● WORK TASK: Your task is to quote the records from their first line through the line containing "const ENGINE_KEY: &str", with nothing added or left out.

Segment Start: MATERIAL PROVIDED

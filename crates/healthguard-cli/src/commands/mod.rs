pub mod config;
pub mod data;
pub mod log;
pub mod run;
pub mod stats;
pub mod timer;

use healthguard_core::storage::{Database, KvStore};
use healthguard_core::{FileSettings, ReminderController, SystemClock, TimerEngine};

/// Key holding the persisted timer engine, next to the record collection.
const ENGINE_KEY: &str = "timer_engine";

pub type Session = ReminderController<Database, FileSettings, SystemClock>;

/// Open the session, continuing the saved timer if there is one.
pub fn open_session() -> Result<Session, Box<dyn std::error::Error>> {
    let db = Database::open()?;
    let settings = FileSettings::default_location()?;
    let session = match load_engine(&db) {
        Some(engine) => ReminderController::with_engine(db, settings, SystemClock, engine),
        None => ReminderController::new(db, settings, SystemClock),
    };
    Ok(session)
}

fn load_engine(db: &Database) -> Option<TimerEngine> {
    if let Ok(Some(json)) = db.kv_get(ENGINE_KEY) {
        match serde_json::from_str::<TimerEngine>(&json) {
            Ok(engine) => return Some(engine),
            Err(e) => tracing::warn!(error = %e, "discarding unreadable timer state"),
        }
    }
    None
}

pub fn save_session(session: &Session) -> Result<(), Box<dyn std::error::Error>> {
    let json = serde_json::to_string(session.engine())?;
    session.records().kv().kv_set(ENGINE_KEY, &json)?;
    Ok(())
}

pub fn print_json<T: serde::Serialize>(value: &T) -> Result<(), Box<dyn std::error::Error>> {
    println!("{}", serde_json::to_string_pretty(value)?);
    Ok(())
}
//! SQLite-backed key-value storage.
//!
//! Holds the daily record collection and the persisted timer engine, each as
//! a JSON document under its own key.

use std::path::Path;

use rusqlite::{params, Connection};

use super::{data_dir, KvStore};
use crate::error::{Result, StorageError};

/// SQLite database file holding a single `kv` table.
pub struct Database {
    conn: Connection,
}

impl Database {
    /// Open the database at `<data_dir>/healthguard.db`.
    ///
    /// Creates the database file and schema if they don't exist.
    ///
    /// # Errors
    /// Returns an error if the database cannot be opened or migrated.
    pub fn open() -> Result<Self> {
        Self::open_at(&data_dir()?.join("healthguard.db"))
    }

    /// Open (or create) the database at an explicit path.
    pub fn open_at(path: &Path) -> Result<Self> {
        let conn = Connection::open(path).map_err(|source| StorageError::OpenFailed {
            path: path.to_path_buf(),
            source,
        })?;
        let db = Self { conn };
        db.migrate()?;
        Ok(db)
    }

    /// Open an in-memory database.
    pub fn open_memory() -> Result<Self> {
        let conn = Connection::open_in_memory()?;
        let db = Self { conn };
        db.migrate()?;
        Ok(db)
    }

    fn migrate(&self) -> Result<(), StorageError> {
        self.conn
            .execute_batch(
                "CREATE TABLE IF NOT EXISTS kv (
                    key   TEXT PRIMARY KEY,
                    value TEXT NOT NULL
                );",
            )
            .map_err(|e| StorageError::MigrationFailed(e.to_string()))
    }
}

impl KvStore for Database {
    fn kv_get(&self, key: &str) -> Result<Option<String>, StorageError> {
        let mut stmt = self.conn.prepare("SELECT value FROM kv WHERE key = ?1")?;
        let result = stmt.query_row(params![key], |row| row.get::<_, String>(0));
        match result {
            Ok(v) => Ok(Some(v)),
            Err(rusqlite::Error::QueryReturnedNoRows) => Ok(None),
            Err(e) => Err(e.into()),
        }
    }

    fn kv_set(&self, key: &str, value: &str) -> Result<(), StorageError> {
        self.conn.execute(
            "INSERT OR REPLACE INTO kv (key, value) VALUES (?1, ?2)",
            params![key, value],
        )?;
        Ok(())
    }
}

#[cfg(test)]
mod tests {
    use super::*;

    #[test]
    fn kv_store() {
        let db = Database::open_memory().unwrap();
        assert!(db.kv_get("test").unwrap().is_none());
        db.kv_set("test", "hello").unwrap();
        assert_eq!(db.kv_get("test").unwrap().unwrap(), "hello");
    }

    #[test]
    fn values_survive_reopen() {
        let dir = tempfile::TempDir::new().unwrap();
        let path = dir.path().join("healthguard.db");

        {
            let db = Database::open_at(&path).unwrap();
            db.kv_set("healthData", "[]").unwrap();
        }

        let db = Database::open_at(&path).unwrap();
        assert_eq!(db.kv_get("healthData").unwrap().as_deref(), Some("[]"));
    }
}
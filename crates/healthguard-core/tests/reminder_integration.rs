//! Integration tests for the reminder session.
//!
//! Drives a full controller over a SQLite store with a manual clock: timer
//! firing, answering prompts, pause/resume and configuration changes.

use std::cell::RefCell;
use std::rc::Rc;

use chrono::{Duration, TimeZone, Utc};
use healthguard_core::{
    Database, Event, ManualClock, PromptResponse, RearmReason, ReminderConfig,
    ReminderController, TimerState,
};

type Settings = Rc<RefCell<ReminderConfig>>;

fn session() -> (ReminderController<Database, Settings, ManualClock>, ManualClock, Settings) {
    let clock = ManualClock::new(Utc.with_ymd_and_hms(2024, 9, 2, 9, 0, 0).unwrap());
    let settings: Settings = Rc::new(RefCell::new(ReminderConfig::default()));
    let controller = ReminderController::new(
        Database::open_memory().unwrap(),
        settings.clone(),
        clock.clone(),
    );
    (controller, clock, settings)
}

#[test]
fn test_full_reminder_cycle() {
    let (mut c, clock, _) = session();

    clock.advance_minutes(29);
    assert!(c.tick().is_none());
    clock.advance_minutes(1);
    let prompt = c.tick().expect("reminder should fire at 30 minutes");

    // Polling while the prompt is open never fires again.
    for _ in 0..5 {
        clock.advance_minutes(10);
        assert!(c.tick().is_none());
    }
    assert_eq!(c.engine().state(), TimerState::AwaitingResponse);

    let outcome = c
        .respond(prompt.cycle, PromptResponse::Comply)
        .unwrap()
        .unwrap();
    assert!(matches!(
        outcome.events.as_slice(),
        [
            Event::ReminderAnswered { complied: true, .. },
            Event::TimerRearmed {
                reason: RearmReason::Response,
                ..
            }
        ]
    ));

    let today = c.today_progress().unwrap();
    assert_eq!(today.water_amount, 200);
    assert_eq!(today.stand_count, 1);
    assert_eq!(today.water_percent, 10);
}

#[test]
fn test_pause_at_ten_minutes_fires_at_thirty_running_minutes() {
    let (mut c, clock, _) = session();

    clock.advance_minutes(10);
    c.pause();
    c.resume();

    clock.advance_minutes(19);
    assert!(c.tick().is_none());
    clock.advance_minutes(1);
    assert!(c.tick().is_some(), "should fire 30 minutes after the original start");
}

#[test]
fn test_config_change_discards_elapsed_progress() {
    let (mut c, clock, settings) = session();

    clock.advance_minutes(25);
    settings.borrow_mut().reminder_interval = 30;
    c.on_config_changed();

    clock.advance_minutes(29);
    assert!(c.tick().is_none(), "old deadline must be discarded");
    clock.advance_minutes(1);
    assert!(c.tick().is_some());
}

#[test]
fn test_double_comply_logs_once() {
    let (mut c, clock, _) = session();
    clock.advance_minutes(30);
    let prompt = c.tick().unwrap();

    assert!(c.respond(prompt.cycle, PromptResponse::Comply).unwrap().is_some());
    assert!(c.respond(prompt.cycle, PromptResponse::Comply).unwrap().is_none());

    let records = c.records().list_records().unwrap();
    assert_eq!(records.len(), 1);
    assert_eq!(records[0].water_amount, 200);
    assert_eq!(records[0].stand_count, 1);
}

#[test]
fn test_manual_logs_during_prompt_are_counted_separately() {
    let (mut c, clock, _) = session();
    clock.advance_minutes(30);
    let prompt = c.tick().unwrap();

    c.log_water().unwrap();
    c.log_stand().unwrap();
    c.respond(prompt.cycle, PromptResponse::Comply).unwrap();

    let today = c.today_progress().unwrap();
    assert_eq!(today.water_amount, 400);
    assert_eq!(today.stand_count, 2);
}

#[test]
fn test_resume_after_overdue_pause_fires_immediately() {
    let (mut c, clock, _) = session();
    clock.advance(Duration::minutes(30) + Duration::seconds(5));
    c.pause();
    clock.advance_minutes(10);
    c.resume();
    assert!(c.tick().is_some());
}

#[test]
fn test_disposed_session_never_fires() {
    let (mut c, clock, _) = session();
    c.dispose();
    clock.advance_minutes(120);
    assert!(c.tick().is_none());
    assert!(c.is_disposed());
}
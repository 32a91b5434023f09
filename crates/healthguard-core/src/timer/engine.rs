//! Reminder timer implementation.
//!
//! The timer is a wall-clock-based state machine. It does not use internal
//! threads or read the clock itself: every command takes the current instant,
//! and the caller is responsible for calling `tick()` periodically.
//!
//! ## State Transitions
//!
//! ```text
//! Running --deadline--> AwaitingResponse --acknowledge--> Running
//!    \                        /
//!     +--pause--> Paused <---+
//!                   |
//!                 resume --> Running | AwaitingResponse
//! ```
//!
//! ## Usage
//!
//! ```ignore
//! let mut engine = TimerEngine::new(Utc::now(), interval);
//! // In a loop:
//! if let Some(Event::ReminderDue { cycle, .. }) = engine.tick(Utc::now()) {
//!     // show prompt, later:
//!     engine.acknowledge(cycle, Utc::now(), interval);
//! }
//! ```

use chrono::{DateTime, Duration, Utc};
use serde::{Deserialize, Serialize};

use super::status::TimerStatus;
use crate::events::{Event, RearmReason};

#[derive(Debug, Clone, Copy, PartialEq, Eq, Serialize, Deserialize)]
#[serde(rename_all = "snake_case")]
pub enum TimerState {
    /// Counting down to `deadline`.
    Running,
    /// Countdown frozen; remaining time is remembered.
    Paused,
    /// A reminder fired and the prompt has not been answered yet.
    AwaitingResponse,
}

/// Core reminder timer.
///
/// Operates on caller-supplied instants -- no internal thread.
#[derive(Debug, Clone, PartialEq, Eq, Serialize, Deserialize)]
pub struct TimerEngine {
    state: TimerState,
    /// Next reminder instant. Meaningful only while `Running`.
    deadline: DateTime<Utc>,
    /// Time left when paused, in milliseconds. Negative if the deadline had
    /// already passed but was not yet processed.
    #[serde(default)]
    paused_remaining_ms: Option<i64>,
    /// Firing whose prompt is still open. Survives a pause.
    #[serde(default)]
    awaiting_cycle: Option<u64>,
    /// Number of reminders fired so far.
    #[serde(default)]
    cycle: u64,
}

impl TimerEngine {
    /// Create a running timer due one `interval` after `now`.
    pub fn new(now: DateTime<Utc>, interval: Duration) -> Self {
        Self {
            state: TimerState::Running,
            deadline: now + interval,
            paused_remaining_ms: None,
            awaiting_cycle: None,
            cycle: 0,
        }
    }

    // ── Queries ──────────────────────────────────────────────────────

    pub fn state(&self) -> TimerState {
        self.state
    }

    pub fn deadline(&self) -> Option<DateTime<Utc>> {
        (self.state == TimerState::Running).then_some(self.deadline)
    }

    pub fn awaiting_cycle(&self) -> Option<u64> {
        self.awaiting_cycle
    }

    pub fn is_paused(&self) -> bool {
        self.state == TimerState::Paused
    }

    pub fn is_awaiting_response(&self) -> bool {
        self.awaiting_cycle.is_some()
    }

    /// Time left before the next reminder, never negative.
    pub fn remaining(&self, now: DateTime<Utc>) -> Duration {
        let left = match self.state {
            TimerState::Running => self.deadline - now,
            TimerState::Paused if self.awaiting_cycle.is_none() => {
                Duration::milliseconds(self.paused_remaining_ms.unwrap_or(0))
            }
            _ => Duration::zero(),
        };
        left.max(Duration::zero())
    }

    pub fn status(&self, now: DateTime<Utc>) -> TimerStatus {
        TimerStatus {
            state: self.state,
            remaining_ms: self.remaining(now).num_milliseconds(),
            deadline: self.deadline(),
            awaiting_cycle: self.awaiting_cycle,
        }
    }

    /// Build a full state snapshot event.
    pub fn snapshot(&self, now: DateTime<Utc>) -> Event {
        Event::StateSnapshot {
            state: self.state,
            remaining_ms: self.remaining(now).num_milliseconds(),
            deadline: self.deadline(),
            awaiting_cycle: self.awaiting_cycle,
            at: now,
        }
    }

    // ── Commands ─────────────────────────────────────────────────────

    /// Call periodically. Returns `Some(Event::ReminderDue)` exactly once per
    /// deadline crossing.
    pub fn tick(&mut self, now: DateTime<Utc>) -> Option<Event> {
        if self.state != TimerState::Running || now < self.deadline {
            return None;
        }
        self.cycle += 1;
        self.state = TimerState::AwaitingResponse;
        self.awaiting_cycle = Some(self.cycle);
        tracing::debug!(cycle = self.cycle, "reminder due");
        Some(Event::ReminderDue {
            cycle: self.cycle,
            at: now,
        })
    }

    pub fn pause(&mut self, now: DateTime<Utc>) -> Option<Event> {
        match self.state {
            TimerState::Running | TimerState::AwaitingResponse => {
                let remaining_ms = (self.deadline - now).num_milliseconds();
                self.state = TimerState::Paused;
                self.paused_remaining_ms = Some(remaining_ms);
                tracing::debug!(remaining_ms, "timer paused");
                Some(Event::TimerPaused {
                    remaining_ms,
                    at: now,
                })
            }
            TimerState::Paused => None,
        }
    }

    /// Continue from where `pause` left off.
    ///
    /// The new deadline is `now` plus the remembered remaining time, or `now`
    /// itself if that was not positive. An unanswered prompt stays open.
    pub fn resume(&mut self, now: DateTime<Utc>) -> Option<Event> {
        if self.state != TimerState::Paused {
            return None;
        }
        let remaining =
            Duration::milliseconds(self.paused_remaining_ms.take().unwrap_or(0)).max(Duration::zero());
        self.deadline = now + remaining;
        self.state = if self.awaiting_cycle.is_some() {
            TimerState::AwaitingResponse
        } else {
            TimerState::Running
        };
        tracing::debug!(deadline = %self.deadline, "timer resumed");
        Some(Event::TimerResumed {
            deadline: self.deadline,
            at: now,
        })
    }

    /// Close the prompt opened by firing `cycle` and re-arm with a full
    /// `interval`.
    ///
    /// Returns `None` if `cycle` is not the prompt currently open, so a
    /// duplicate or stale answer changes nothing. While paused, the timer
    /// stays paused with a full interval remembered.
    pub fn acknowledge(
        &mut self,
        cycle: u64,
        now: DateTime<Utc>,
        interval: Duration,
    ) -> Option<Event> {
        if self.awaiting_cycle != Some(cycle) {
            return None;
        }
        self.awaiting_cycle = None;

        if self.state == TimerState::Paused {
            let remaining_ms = interval.num_milliseconds();
            self.paused_remaining_ms = Some(remaining_ms);
            return Some(Event::TimerPaused {
                remaining_ms,
                at: now,
            });
        }

        self.rearm(now, interval, RearmReason::Response)
    }

    /// React to a changed reminder interval.
    ///
    /// A running countdown restarts from `now`, discarding progress. A paused
    /// timer remembers the new full interval. An open prompt is left alone.
    pub fn reconfigure(&mut self, now: DateTime<Utc>, interval: Duration) -> Option<Event> {
        match self.state {
            TimerState::Running => self.rearm(now, interval, RearmReason::ConfigChanged),
            TimerState::Paused if self.awaiting_cycle.is_none() => {
                let remaining_ms = interval.num_milliseconds();
                self.paused_remaining_ms = Some(remaining_ms);
                Some(Event::TimerPaused {
                    remaining_ms,
                    at: now,
                })
            }
            _ => None,
        }
    }

    // ── Internal ─────────────────────────────────────────────────────

    fn rearm(&mut self, now: DateTime<Utc>, interval: Duration, reason: RearmReason) -> Option<Event> {
        self.state = TimerState::Running;
        self.deadline = now + interval;
        tracing::debug!(deadline = %self.deadline, ?reason, "timer re-armed");
        Some(Event::TimerRearmed {
            deadline: self.deadline,
            reason,
            at: now,
        })
    }
}
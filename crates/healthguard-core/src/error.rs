//! Core error types for healthguard-core.
//!
//! This module defines the error hierarchy using thiserror. Only persistence
//! and configuration failures ever reach the caller; a malformed import is
//! reported as a plain `false` by the record store.

use std::path::PathBuf;
use thiserror::Error;

/// Core error type for healthguard-core.
#[derive(Error, Debug)]
pub enum CoreError {
    /// Persistence collaborator errors
    #[error("Storage error: {0}")]
    Storage(#[from] StorageError),

    /// Configuration-related errors
    #[error("Configuration error: {0}")]
    Config(#[from] ConfigError),

    /// Validation errors
    #[error("Validation error: {0}")]
    Validation(#[from] ValidationError),

    /// Serialization/deserialization errors
    #[error("JSON error: {0}")]
    Json(#[from] serde_json::Error),
}

/// Errors raised by a key-value store backend.
#[derive(Error, Debug)]
pub enum StorageError {
    /// Failed to open database connection
    #[error("Failed to open database at {path}: {source}")]
    OpenFailed {
        path: PathBuf,
        #[source]
        source: rusqlite::Error,
    },

    /// Query execution failed
    #[error("Query failed: {0}")]
    QueryFailed(String),

    /// Migration failed
    #[error("Database migration failed: {0}")]
    MigrationFailed(String),

    /// Database is locked
    #[error("Database is locked")]
    Locked,

    /// Stored value could not be decoded
    #[error("Corrupt value under key '{key}': {message}")]
    Corrupt { key: String, message: String },
}

/// Configuration-specific errors.
#[derive(Error, Debug)]
pub enum ConfigError {
    /// Failed to load configuration
    #[error("Failed to load configuration from {path}: {message}")]
    LoadFailed { path: PathBuf, message: String },

    /// Failed to save configuration
    #[error("Failed to save configuration to {path}: {message}")]
    SaveFailed { path: PathBuf, message: String },

    /// Invalid configuration value
    #[error("Invalid configuration value for '{key}': {message}")]
    InvalidValue { key: String, message: String },

    /// Key does not exist in the configuration
    #[error("unknown config key: {0}")]
    UnknownKey(String),

    /// No usable data directory
    #[error("Cannot determine data directory: {0}")]
    DataDir(String),
}

/// Validation errors.
#[derive(Error, Debug)]
pub enum ValidationError {
    /// Invalid value
    #[error("Invalid value for '{field}': {message}")]
    InvalidValue { field: String, message: String },

    /// Calendar date that does not parse as YYYY-MM-DD
    #[error("Invalid date '{0}': expected YYYY-MM-DD")]
    InvalidDate(String),
}

impl From<rusqlite::Error> for StorageError {
    fn from(err: rusqlite::Error) -> Self {
        match &err {
            rusqlite::Error::SqliteFailure(code, _msg) => {
                if code.code == rusqlite::ErrorCode::DatabaseLocked {
                    StorageError::Locked
                } else {
                    StorageError::QueryFailed(err.to_string())
                }
            }
            _ => StorageError::QueryFailed(err.to_string()),
        }
    }
}

impl From<rusqlite::Error> for CoreError {
    fn from(err: rusqlite::Error) -> Self {
        CoreError::Storage(err.into())
    }
}

/// Result type alias for CoreError
pub type Result<T, E = CoreError> = std::result::Result<T, E>;
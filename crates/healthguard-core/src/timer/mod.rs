mod engine;
mod status;

pub use engine::{TimerEngine, TimerState};
pub use status::TimerStatus;
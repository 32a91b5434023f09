use clap::Subcommand;
use healthguard_core::{Config, DayProgress};

use super::log::progress_line;
use super::{open_session, print_json};

#[derive(Subcommand)]
pub enum StatsAction {
    /// Completion rate and averages over recent days
    Summary {
        /// Number of most recent days (defaults to stats.window)
        #[arg(long)]
        window: Option<usize>,
        #[arg(long)]
        json: bool,
    },
    /// Daily records, most recent first
    History {
        /// Page number, starting at 1
        #[arg(long, default_value = "1")]
        page: usize,
        #[arg(long)]
        json: bool,
    },
}

pub fn run(action: StatsAction) -> Result<(), Box<dyn std::error::Error>> {
    let config = Config::load_or_default();
    let session = open_session()?;

    match action {
        StatsAction::Summary { window, json } => {
            let window = window.unwrap_or(config.stats.window as usize);
            let stats = session.stats(window)?;
            if json {
                return print_json(&stats);
            }
            println!("Last {} day(s)", stats.days);
            println!("Goals met:     {}%", stats.completion_rate_percent);
            println!("Average water: {} ml", stats.avg_water_ml);
            println!("Average stand: {}", stats.avg_stand_count);
        }
        StatsAction::History { page, json } => {
            let history = session.history(page.saturating_sub(1), config.stats.page_size as usize)?;
            if json {
                return print_json(&history);
            }
            let stats = session.stats(config.stats.window as usize)?;
            println!(
                "Last {} day(s): goals met {}%, avg water {} ml, avg stand {}",
                stats.days, stats.completion_rate_percent, stats.avg_water_ml, stats.avg_stand_count
            );
            println!();

            let settings = session.settings();
            let goals = settings.goals();
            if history.records.is_empty() {
                println!("No records yet");
            }
            for record in &history.records {
                let progress = DayProgress::for_record(record, goals);
                println!("{}", record.date);
                println!(
                    "{}",
                    progress_line(&progress, settings.daily_water_goal, settings.daily_stand_goal)
                );
            }
            println!("Page {}/{}", history.page + 1, history.total_pages);
        }
    }
    Ok(())
}
//! Wall-clock abstraction.
//!
//! Every component that needs "now" (the record store for today's date, the
//! controller for timer deadlines) reads it through a [`Clock`], so tests can
//! drive time explicitly with [`ManualClock`].

use std::cell::Cell;
use std::rc::Rc;

use chrono::{DateTime, Duration, NaiveDate, Utc};

pub trait Clock {
    fn now(&self) -> DateTime<Utc>;

    /// Calendar day of `now()` (UTC).
    fn today(&self) -> NaiveDate {
        self.now().date_naive()
    }
}

/// The real system clock.
#[derive(Debug, Clone, Copy, Default)]
pub struct SystemClock;

impl Clock for SystemClock {
    fn now(&self) -> DateTime<Utc> {
        Utc::now()
    }
}

/// A clock that only moves when told to.
///
/// Clones share the same instant, so a test can keep one handle and hand the
/// other to the component under test.
#[derive(Debug, Clone)]
pub struct ManualClock {
    now: Rc<Cell<DateTime<Utc>>>,
}

impl ManualClock {
    pub fn new(start: DateTime<Utc>) -> Self {
        Self {
            now: Rc::new(Cell::new(start)),
        }
    }

    pub fn set(&self, at: DateTime<Utc>) {
        self.now.set(at);
    }

    pub fn advance(&self, by: Duration) {
        self.now.set(self.now.get() + by);
    }

    pub fn advance_minutes(&self, minutes: i64) {
        self.advance(Duration::minutes(minutes));
    }
}

impl Clock for ManualClock {
    fn now(&self) -> DateTime<Utc> {
        self.now.get()
    }
}

impl<C: Clock + ?Sized> Clock for &C {
    fn now(&self) -> DateTime<Utc> {
        (**self).now()
    }
}

#[cfg(test)]
mod tests {
    use super::*;
    use chrono::TimeZone;

    #[test]
    fn manual_clock_clones_share_time() {
        let start = Utc.with_ymd_and_hms(2024, 3, 1, 23, 50, 0).unwrap();
        let clock = ManualClock::new(start);
        let handle = clock.clone();

        handle.advance_minutes(15);

        assert_eq!(clock.now(), start + Duration::minutes(15));
        assert_eq!(clock.today(), NaiveDate::from_ymd_opt(2024, 3, 2).unwrap());
    }
}
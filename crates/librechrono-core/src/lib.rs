//! # LibreChrono Core Library
//!
//! Core functionality for the LibreChrono chronograph software.
//!
//! This library provides:
//! - The device-side capture engine (dual-timer tick counter, timeout
//!   watchdog, fire/wait/report state machine)
//! - Serial protocol communication with capture rigs
//! - A simulated capture rig for development and testing
//!
//! ## Supported rigs
//!
//! - Arduino-based trigger/sensor rigs speaking the raw 4-byte protocol
//! - Earlier firmware revisions speaking the 8-byte ASCII-hex protocol
//!
//! ## Example
//!
//! ```rust,ignore
//! use librechrono_core::protocol::{Connection, ConnectionConfig, Measurement};
//!
//! let mut conn = Connection::new(ConnectionConfig {
//!     port_name: "/dev/ttyACM0".to_string(),
//!     ..Default::default()
//! });
//! conn.connect()?;
//!
//! match conn.measure()? {
//!     Measurement::Ticks(ticks) => println!("time of flight: {} ticks", ticks),
//!     Measurement::TimedOut => println!("no detection before timeout"),
//! }
//! ```

#![warn(missing_docs)]

pub mod capture;
pub mod protocol;
pub mod sim;

/// Re-export commonly used types
pub mod prelude {
    pub use crate::capture::{CaptureEngine, CaptureState, TimerConfig, TIMEOUT_SENTINEL};
    pub use crate::protocol::{
        Connection, ConnectionConfig, ConnectionState, Measurement, ProtocolError, WireFormat,
    };
    pub use crate::sim::SimulatedRange;
}

/// Library version
pub const VERSION: &str = env!("CARGO_PKG_VERSION");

Segment End: MATERIAL PROVIDED

● ANSWER BOX:
filename crates/healthguard-cli/src/commands/mod.rs
pub mod config;
pub mod data;
pub mod log;
pub mod run;
pub mod stats;
pub mod timer;

use healthguard_core::storage::{Database, KvStore};
use healthguard_core::{FileSettings, ReminderController, SystemClock, TimerEngine};

/// Key holding the persisted timer engine, next to the record collection.
const ENGINE_KEY: &str = "timer_engine";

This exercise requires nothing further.